April in Washington D.C. is a sea of petals. Visitors come from around the country, and indeed the world, to see pink and white cherry blossoms gracing the Tidal Basin and visit monuments lined with banks of variegated tulips. In the midst of all this beauty, it’s easy to overlook the fact that the font of its profusion lies hidden below ground in the soil. But, on Monday April 13th the soil finally got its due and took center stage on Capitol Hill.

With the sponsorship of Congressman Jared Huffman (D, CA) Center for Food Safety (CFS) held a Congressional Briefing on soil health and its ability to mitigate climate change. The event included an illustrious group of speakers. Dr. Kris Nichols, Chief Scientist at the Rodale Institute, started off the morning by describing the interactive “carbon economy” taking place underground.  Plants, she explained, trade carbon that they capture via photosynthesis with soil fungi and bacteria in exchange for minerals and other nutrients. Nichols went on to outline principles for soil health that included minimizing disturbance such as tillage (akin to taking a “wrecking ball through little microbial towns”), keeping soils covered to protect them from temperature fluctuations and compaction from heavy raindrops, and managing animals to provide soil fertility.

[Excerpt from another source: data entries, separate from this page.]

//! Client-side API types and fetch helpers
//!
//! The wire types mirror the backend's JSON envelopes. Fetch helpers run
//! against the page origin in hydrate builds; SSR builds compile them to
//! inert defaults and the server supplies the initial markup.

use serde::{Deserialize, Serialize};

/// A monitor as returned by the collection endpoint
#[derive(Debug, Clone, PartialEq, Serialize, Deserialize)]
pub struct Monitor {
    pub id: u64,
    pub name: String,
    pub url: String,
    pub status: String,
    pub response_time: f64,
    #[serde(default)]
    pub uptime: Option<f64>,
}

/// Envelope for `GET /api/monitors`
#[derive(Debug, Clone, Serialize, Deserialize)]
pub struct MonitorsResponse {
    pub success: bool,
    #[serde(default)]
    pub monitors: Vec<Monitor>,
    #[serde(default)]
    pub message: Option<String>,
}

/// Envelope for mutation endpoints (delete, create, update)
#[derive(Debug, Clone, Serialize, Deserialize)]
pub struct AckResponse {
    pub success: bool,
    #[serde(default)]
    pub message: Option<String>,
}

/// Request body for create and update
#[derive(Debug, Clone, PartialEq, Serialize, Deserialize)]
pub struct MonitorDraft {
    pub name: String,
    pub url: String,
}

/// A collection fetch already folded to its UI meaning: either the new
/// collection or a message for the page-level error card.
#[derive(Debug, Clone, PartialEq)]
pub enum FetchOutcome {
    Success(Vec<Monitor>),
    Failure(String),
}

/// Fetch the monitor collection. Transport failures and `success: false`
/// envelopes both fold into `Failure` with a user-facing message.
pub async fn fetch_monitors() -> FetchOutcome {
    #[cfg(all(feature = "hydrate", target_arch = "wasm32"))]
    {
        let resp: Result<MonitorsResponse, String> = get_json("/api/monitors").await;
        match resp {
            Ok(body) if body.success => FetchOutcome::Success(body.monitors),
            Ok(body) => FetchOutcome::Failure(
                body.message
                    .unwrap_or_else(|| "Unable to load monitors".to_string()),
            ),
            Err(e) => FetchOutcome::Failure(e),
        }
    }

    #[cfg(not(all(feature = "hydrate", target_arch = "wasm32")))]
    {
        FetchOutcome::Success(Vec::new())
    }
}

/// Delete a monitor by id. `Err` carries the message to surface to the
/// user; the caller decides how to present it.
pub async fn delete_monitor(id: u64) -> Result<(), String> {
    #[cfg(all(feature = "hydrate", target_arch = "wasm32"))]
    {
        let url = api_url(&format!("/api/monitors/{}", id))?;
        let resp = gloo_net::http::Request::delete(&url)
            .send()
            .await
            .map_err(|e| format!("{}", e))?;
        let ack: AckResponse = resp.json().await.map_err(|e| format!("{}", e))?;
        ack_to_result(ack, "Unable to delete monitor")
    }

    #[cfg(not(all(feature = "hydrate", target_arch = "wasm32")))]
    {
        let _ = id;
        Ok(())
    }
}

/// Create a monitor from a draft
pub async fn create_monitor(draft: &MonitorDraft) -> Result<(), String> {
    #[cfg(all(feature = "hydrate", target_arch = "wasm32"))]
    {
        let url = api_url("/api/monitors")?;
        let resp = gloo_net::http::Request::post(&url)
            .json(draft)
            .map_err(|e| format!("{}", e))?
            .send()
            .await
            .map_err(|e| format!("{}", e))?;
        let ack: AckResponse = resp.json().await.map_err(|e| format!("{}", e))?;
        ack_to_result(ack, "Unable to save monitor")
    }

    #[cfg(not(all(feature = "hydrate", target_arch = "wasm32")))]
    {
        let _ = draft;
        Ok(())
    }
}

/// Update an existing monitor from a draft
pub async fn update_monitor(id: u64, draft: &MonitorDraft) -> Result<(), String> {
    #[cfg(all(feature = "hydrate", target_arch = "wasm32"))]
    {
        let url = api_url(&format!("/api/monitors/{}", id))?;
        let resp = gloo_net::http::Request::put(&url)
            .json(draft)
            .map_err(|e| format!("{}", e))?
            .send()
            .await
            .map_err(|e| format!("{}", e))?;
        let ack: AckResponse = resp.json().await.map_err(|e| format!("{}", e))?;
        ack_to_result(ack, "Unable to save monitor")
    }

    #[cfg(not(all(feature = "hydrate", target_arch = "wasm32")))]
    {
        let _ = (id, draft);
        Ok(())
    }
}

#[cfg(all(feature = "hydrate", target_arch = "wasm32"))]
fn ack_to_result(ack: AckResponse, fallback: &str) -> Result<(), String> {
    if ack.success {
        Ok(())
    } else {
        Err(ack.message.unwrap_or_else(|| fallback.to_string()))
    }
}

#[cfg(all(feature = "hydrate", target_arch = "wasm32"))]
async fn get_json<T: serde::de::DeserializeOwned>(path: &str) -> Result<T, String> {
    let resp = gloo_net::http::Request::get(&api_url(path)?)
        .send()
        .await
        .map_err(|e| format!("{}", e))?;
    resp.json().await.map_err(|e| format!("{}", e))
}

#[cfg(all(feature = "hydrate", target_arch = "wasm32"))]
fn api_url(path: &str) -> Result<String, String> {
    let window = web_sys::window().ok_or("no window")?;
    let origin = window.location().origin().map_err(|e| format!("{:?}", e))?;
    Ok(format!("{}{}", origin, path))
}

#[cfg(test)]
mod tests {
    use super::*;

    #[test]
    fn collection_envelope_parses() {
        let json = r#"{
            "success": true,
            "monitors": [
                {"id": 1, "name": "A", "url": "http://a", "status": "up",
                 "response_time": 120, "uptime": 99.995}
            ]
        }"#;
        let resp: MonitorsResponse = serde_json::from_str(json).unwrap();
        assert!(resp.success);
        assert_eq!(resp.monitors.len(), 1);
        assert_eq!(resp.monitors[0].id, 1);
        assert_eq!(resp.monitors[0].name, "A");
        assert_eq!(resp.monitors[0].response_time, 120.0);
        assert_eq!(resp.monitors[0].uptime, Some(99.995));
        assert_eq!(resp.message, None);
    }

    #[test]
    fn failure_envelope_parses_without_monitors_key() {
        let json = r#"{"success": false, "message": "db down"}"#;
        let resp: MonitorsResponse = serde_json::from_str(json).unwrap();
        assert!(!resp.success);
        assert!(resp.monitors.is_empty());
        assert_eq!(resp.message.as_deref(), Some("db down"));
    }

    #[test]
    fn monitor_without_uptime_parses() {
        let json = r#"{"id": 2, "name": "B", "url": "http://b",
                       "status": "pending", "response_time": 0}"#;
        let monitor: Monitor = serde_json::from_str(json).unwrap();
        assert_eq!(monitor.uptime, None);
    }

    #[test]
    fn ack_envelope_parses() {
        let ok: AckResponse = serde_json::from_str(r#"{"success": true}"#).unwrap();
        assert!(ok.success);
        assert_eq!(ok.message, None);

        let failed: AckResponse =
            serde_json::from_str(r#"{"success": false, "message": "not found"}"#).unwrap();
        assert!(!failed.success);
        assert_eq!(failed.message.as_deref(), Some("not found"));
    }

    #[test]
    fn draft_serializes_name_and_url_only() {
        let draft = MonitorDraft {
            name: "A".to_string(),
            url: "http://a".to_string(),
        };
        let json = serde_json::to_value(&draft).unwrap();
        assert_eq!(json, serde_json::json!({"name": "A", "url": "http://a"}));
    }
}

Vermont-based grazier and consultant Abe Collins then described how photosynthesis can pump carbon back into the soil resulting in the creation of new topsoil. In healthy functioning systems he has seen up to eight inches of new topsoil form.  Collins stressed the importance of soil aggregates (i.e., structure) for "water infrastructure” and stated that “growing topsoil is growing water security.” His words resonated with the California contingent in the room as we are all too familiar with water scarcity. After working on this issue for 20 years, Collins believes that the technology we now have to monitor and provide feedback to land managers and governments is of primary importance to restoring and indeed enhancing soil carbon systems.

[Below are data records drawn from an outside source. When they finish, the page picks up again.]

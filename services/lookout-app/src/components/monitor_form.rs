//! Monitor create/edit form

use leptos::prelude::*;
use leptos::task::spawn_local;
use leptos_router::hooks::{use_navigate, use_params_map};

use crate::api::{self, FetchOutcome, MonitorDraft};

/// Create/edit form. With an `:id` route param it edits an existing
/// monitor, otherwise it creates a new one. Save failures surface inline
/// above the form; the page stays interactive.
#[component]
pub fn MonitorForm() -> impl IntoView {
    let params = use_params_map();
    let editing = Memo::new(move |_| {
        params.with(|p| p.get("id").and_then(|v| v.parse::<u64>().ok()))
    });

    let name = RwSignal::new(String::new());
    let url = RwSignal::new(String::new());
    let error = RwSignal::new(None::<String>);
    let saving = RwSignal::new(false);
    let navigate = use_navigate();

    // Prefill from the collection when editing.
    Effect::new(move |_| {
        let Some(id) = editing.get() else {
            return;
        };
        spawn_local(async move {
            if let FetchOutcome::Success(monitors) = api::fetch_monitors().await {
                if let Some(monitor) = monitors.into_iter().find(|m| m.id == id) {
                    name.try_set(monitor.name);
                    url.try_set(monitor.url);
                }
            }
        });
    });

    let nav_save = navigate.clone();
    let save = move |_| {
        let draft = MonitorDraft {
            name: name.get_untracked().trim().to_string(),
            url: url.get_untracked().trim().to_string(),
        };
        if draft.name.is_empty() || draft.url.is_empty() {
            error.set(Some("Name and URL are required".to_string()));
            return;
        }
        if saving.get_untracked() {
            return;
        }
        saving.set(true);
        let id = editing.get_untracked();
        let nav = nav_save.clone();
        spawn_local(async move {
            let result = match id {
                Some(id) => api::update_monitor(id, &draft).await,
                None => api::create_monitor(&draft).await,
            };
            saving.try_set(false);
            match result {
                Ok(()) => nav("/", Default::default()),
                Err(message) => {
                    error.try_set(Some(message));
                }
            }
        });
    };

    let nav_cancel = navigate.clone();

    view! {
        <section style="max-width: 24rem;">
            <h2>
                {move || if editing.get().is_some() { "Edit monitor" } else { "New monitor" }}
            </h2>
            {move || {
                error.get().map(|message| view! { <p style="color: #721c24;">{message}</p> })
            }}
            <label style="display: block; margin-bottom: 0.5rem;">
                "Name"
                <input
                    style="display: block; width: 100%;"
                    prop:value=move || name.get()
                    on:input=move |ev| name.set(event_target_value(&ev))
                />
            </label>
            <label style="display: block; margin-bottom: 0.5rem;">
                "URL"
                <input
                    style="display: block; width: 100%;"
                    placeholder="https://example.com"
                    prop:value=move || url.get()
                    on:input=move |ev| url.set(event_target_value(&ev))
                />
            </label>
            <div style="display: flex; gap: 0.5rem;">
                <button disabled=move || saving.get() on:click=save>
                    "Save"
                </button>
                <button on:click=move |_| nav_cancel("/", Default::default())>"Cancel"</button>
            </div>
        </section>
    }
}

Chris Lawrence, a representative of the Natural Resources Conservation Service’s (NRCS) Virginia branch, performed soil function demonstrations that drove home the previous remarks. When rain was simulated, poorly managed soil, which lacked structure, demonstrated low water absorption rates and resulted in muddy runoff. By contrast, the healthy soil, which had soil aggregates and was less compacted, absorbed the water like a sponge. Lawrence’s colleague Dr. Wayne Honeycutt, also with NRCS, outlined some of the agency’s current initiatives. The agency, which after all began as the Soil Conservation Service, is getting back to its roots and working with farmers and ranchers around the country to implement practices known to improve soil health.

During the Briefing, documentary film-maker Deborah Koons Garcia, who has shown her beautiful film “Symphony of the Soil” to audiences around the world (and who showed segments of the film later that evening in the Congressional Theater), reminded us that soil is a living and diverse organism. In her remarks, Koons Garcia highlighted the substantial difference between regenerative organic practices and industrial agricultural practices on soil function and health.

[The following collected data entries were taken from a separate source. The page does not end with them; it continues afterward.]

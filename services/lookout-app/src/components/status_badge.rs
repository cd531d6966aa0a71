//! Status badge component

use crate::status::Status;
use leptos::prelude::*;

/// A colored badge showing up (green), down (red), or pending (gray)
#[component]
pub fn StatusBadge(status: Status) -> impl IntoView {
    let glyph = status.glyph();
    let style = format!(
        "display: inline-block; padding: 0.25em 0.6em; border-radius: 0.25rem; \
         font-size: 0.85em; font-weight: 600; color: {}; background-color: {};",
        glyph.color, glyph.background
    );

    view! {
        <span style=style>{glyph.icon} " " {glyph.label}</span>
    }
}
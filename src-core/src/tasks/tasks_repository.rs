use crate::db::{get_connection, DbPool, WriteHandle};
use crate::errors::Result;
use crate::schema::tasks;
use crate::schema::tasks::dsl::*;
use crate::tasks::tasks_model::{NewTask, Task};
use crate::tasks::tasks_traits::TaskRepositoryTrait;
use async_trait::async_trait;
use diesel::prelude::*;
use diesel::SqliteConnection;

use std::sync::Arc;
use uuid::Uuid;

pub struct TaskRepository {
    pool: Arc<DbPool>,
    writer: WriteHandle,
}

impl TaskRepository {
    pub fn new(pool: Arc<DbPool>, writer: WriteHandle) -> Self {
        TaskRepository { pool, writer }
    }
}

#[async_trait]
impl TaskRepositoryTrait for TaskRepository {
    fn load_tasks(&self) -> Result<Vec<Task>> {
        let mut conn = get_connection(&self.pool)?;
        Ok(tasks
            .filter(deleted.eq(false))
            .order(id.asc())
            .load::<Task>(&mut conn)?)
    }

    fn load_archived_tasks(&self) -> Result<Vec<Task>> {
        let mut conn = get_connection(&self.pool)?;
        Ok(tasks
            .filter(deleted.eq(true))
            .order(id.asc())
            .load::<Task>(&mut conn)?)
    }

    async fn insert_new_task(&self, mut new_task: NewTask) -> Result<Task> {
        self.writer
            .exec(move |conn: &mut SqliteConnection| -> Result<Task> {
                new_task.id = Some(Uuid::new_v4().to_string());

                Ok(diesel::insert_into(tasks::table)
                    .values(&new_task)
                    .returning(tasks::all_columns)
                    .get_result(conn)?)
            })
            .await
    }

    async fn update_task(&self, task_update: Task) -> Result<Task> {
        self.writer
            .exec(move |conn: &mut SqliteConnection| -> Result<Task> {
                let task_id = task_update.id.clone();

                diesel::update(tasks.find(task_id.clone()))
                    .set(&task_update)
                    .execute(conn)?;

                Ok(tasks.find(task_id).first(conn)?)
            })
            .await
    }

    async fn set_task_completed(&self, task_id: &str, flag: bool) -> Result<Task> {
        let task_id = task_id.to_string();
        self.writer
            .exec(move |conn: &mut SqliteConnection| -> Result<Task> {
                diesel::update(tasks.find(task_id.clone()))
                    .set(completed.eq(flag))
                    .execute(conn)?;

                Ok(tasks.find(task_id).first(conn)?)
            })
            .await
    }

    async fn set_task_deleted(&self, task_id: &str, flag: bool) -> Result<Task> {
        let task_id = task_id.to_string();
        self.writer
            .exec(move |conn: &mut SqliteConnection| -> Result<Task> {
                diesel::update(tasks.find(task_id.clone()))
                    .set(deleted.eq(flag))
                    .execute(conn)?;

                Ok(tasks.find(task_id).first(conn)?)
            })
            .await
    }
}
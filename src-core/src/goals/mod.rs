pub mod goals_model;
pub mod goals_repository;
pub mod goals_service;
pub mod goals_traits;

pub use goals_model::{Goal, NewGoal};
pub use goals_repository::GoalRepository;
pub use goals_service::GoalService;
pub use goals_traits::{GoalRepositoryTrait, GoalServiceTrait};
use std::sync::Arc;

use crate::{error::ApiResult, main_lib::AppState};
use axum::{
    extract::{Path, State},
    routing::{get, post, put},
    Json, Router,
};
use finitive_core::events::{Event, EventDraft};

async fn get_events(State(state): State<Arc<AppState>>) -> ApiResult<Json<Vec<Event>>> {
    let events = state.event_service.get_events()?;
    Ok(Json(events))
}

async fn get_archived_events(State(state): State<Arc<AppState>>) -> ApiResult<Json<Vec<Event>>> {
    let events = state.event_service.get_archived_events()?;
    Ok(Json(events))
}

async fn create_event(
    State(state): State<Arc<AppState>>,
    Json(draft): Json<EventDraft>,
) -> ApiResult<Json<Event>> {
    let e = state.event_service.create_event(draft).await?;
    Ok(Json(e))
}

async fn update_event(
    State(state): State<Arc<AppState>>,
    Json(event): Json<Event>,
) -> ApiResult<Json<Event>> {
    let e = state.event_service.update_event(event).await?;
    Ok(Json(e))
}

#[derive(serde::Deserialize)]
#[serde(rename_all = "camelCase")]
struct RescheduleBody {
    start_time: String,
    #[serde(default)]
    end_time: Option<String>,
}

/// Drag/resize write-through: new start/end strings straight from the
/// calendar widget callback.
async fn reschedule_event(
    Path(id): Path<String>,
    State(state): State<Arc<AppState>>,
    Json(body): Json<RescheduleBody>,
) -> ApiResult<Json<Event>> {
    let e = state
        .event_service
        .reschedule_event(&id, body.start_time, body.end_time)
        .await?;
    Ok(Json(e))
}

async fn archive_event(
    Path(id): Path<String>,
    State(state): State<Arc<AppState>>,
) -> ApiResult<Json<Event>> {
    let e = state.event_service.archive_event(&id).await?;
    Ok(Json(e))
}

async fn restore_event(
    Path(id): Path<String>,
    State(state): State<Arc<AppState>>,
) -> ApiResult<Json<Event>> {
    let e = state.event_service.restore_event(&id).await?;
    Ok(Json(e))
}

pub fn router() -> Router<Arc<AppState>> {
    Router::new()
        .route(
            "/events",
            get(get_events).post(create_event).put(update_event),
        )
        .route("/events/archived", get(get_archived_events))
        .route("/events/{id}/schedule", put(reschedule_event))
        .route("/events/{id}/archive", post(archive_event))
        .route("/events/{id}/restore", post(restore_event))
}
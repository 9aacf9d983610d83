use crate::errors::Result;
use crate::tasks::progress::TaskProgress;
use crate::tasks::tasks_model::{NewTask, Task, ToggleOutcome};
use async_trait::async_trait;

/// Trait for task repository operations
#[async_trait]
pub trait TaskRepositoryTrait: Send + Sync {
    fn load_tasks(&self) -> Result<Vec<Task>>;
    fn load_archived_tasks(&self) -> Result<Vec<Task>>;
    async fn insert_new_task(&self, new_task: NewTask) -> Result<Task>;
    async fn update_task(&self, task_update: Task) -> Result<Task>;
    async fn set_task_completed(&self, task_id: &str, completed: bool) -> Result<Task>;
    async fn set_task_deleted(&self, task_id: &str, deleted: bool) -> Result<Task>;
}

/// Trait for task service operations
#[async_trait]
pub trait TaskServiceTrait: Send + Sync {
    fn get_tasks(&self) -> Result<Vec<Task>>;
    fn get_archived_tasks(&self) -> Result<Vec<Task>>;
    fn get_progress(&self) -> Result<TaskProgress>;
    async fn create_task(&self, new_task: NewTask) -> Result<Task>;
    async fn update_task(&self, task_update: Task) -> Result<Task>;
    async fn toggle_task(&self, task_id: &str) -> Result<ToggleOutcome>;
    async fn archive_task(&self, task_id: &str) -> Result<Task>;
    async fn restore_task(&self, task_id: &str) -> Result<Task>;
}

I closed the Briefing by putting the wealth of information in the context of our global climate challenge. Even if we miraculously stopped emitting carbon into the atmosphere tomorrow, we’d still have exceeded our atmospheric carbon budget by over 50 parts per million. Recognizing the fundamental importance of healthy soil to our national well-being will help us solve the growing problems of both food and water security. Rebuilding soil carbon will take this excess CO2 out of the atmosphere where it causes the climate problems and put in the ground where it is the solution.

Center for Food Safety looks forward to working with Congress to not only protect and preserve soil health around the country but to help incentivize conditions that improve it.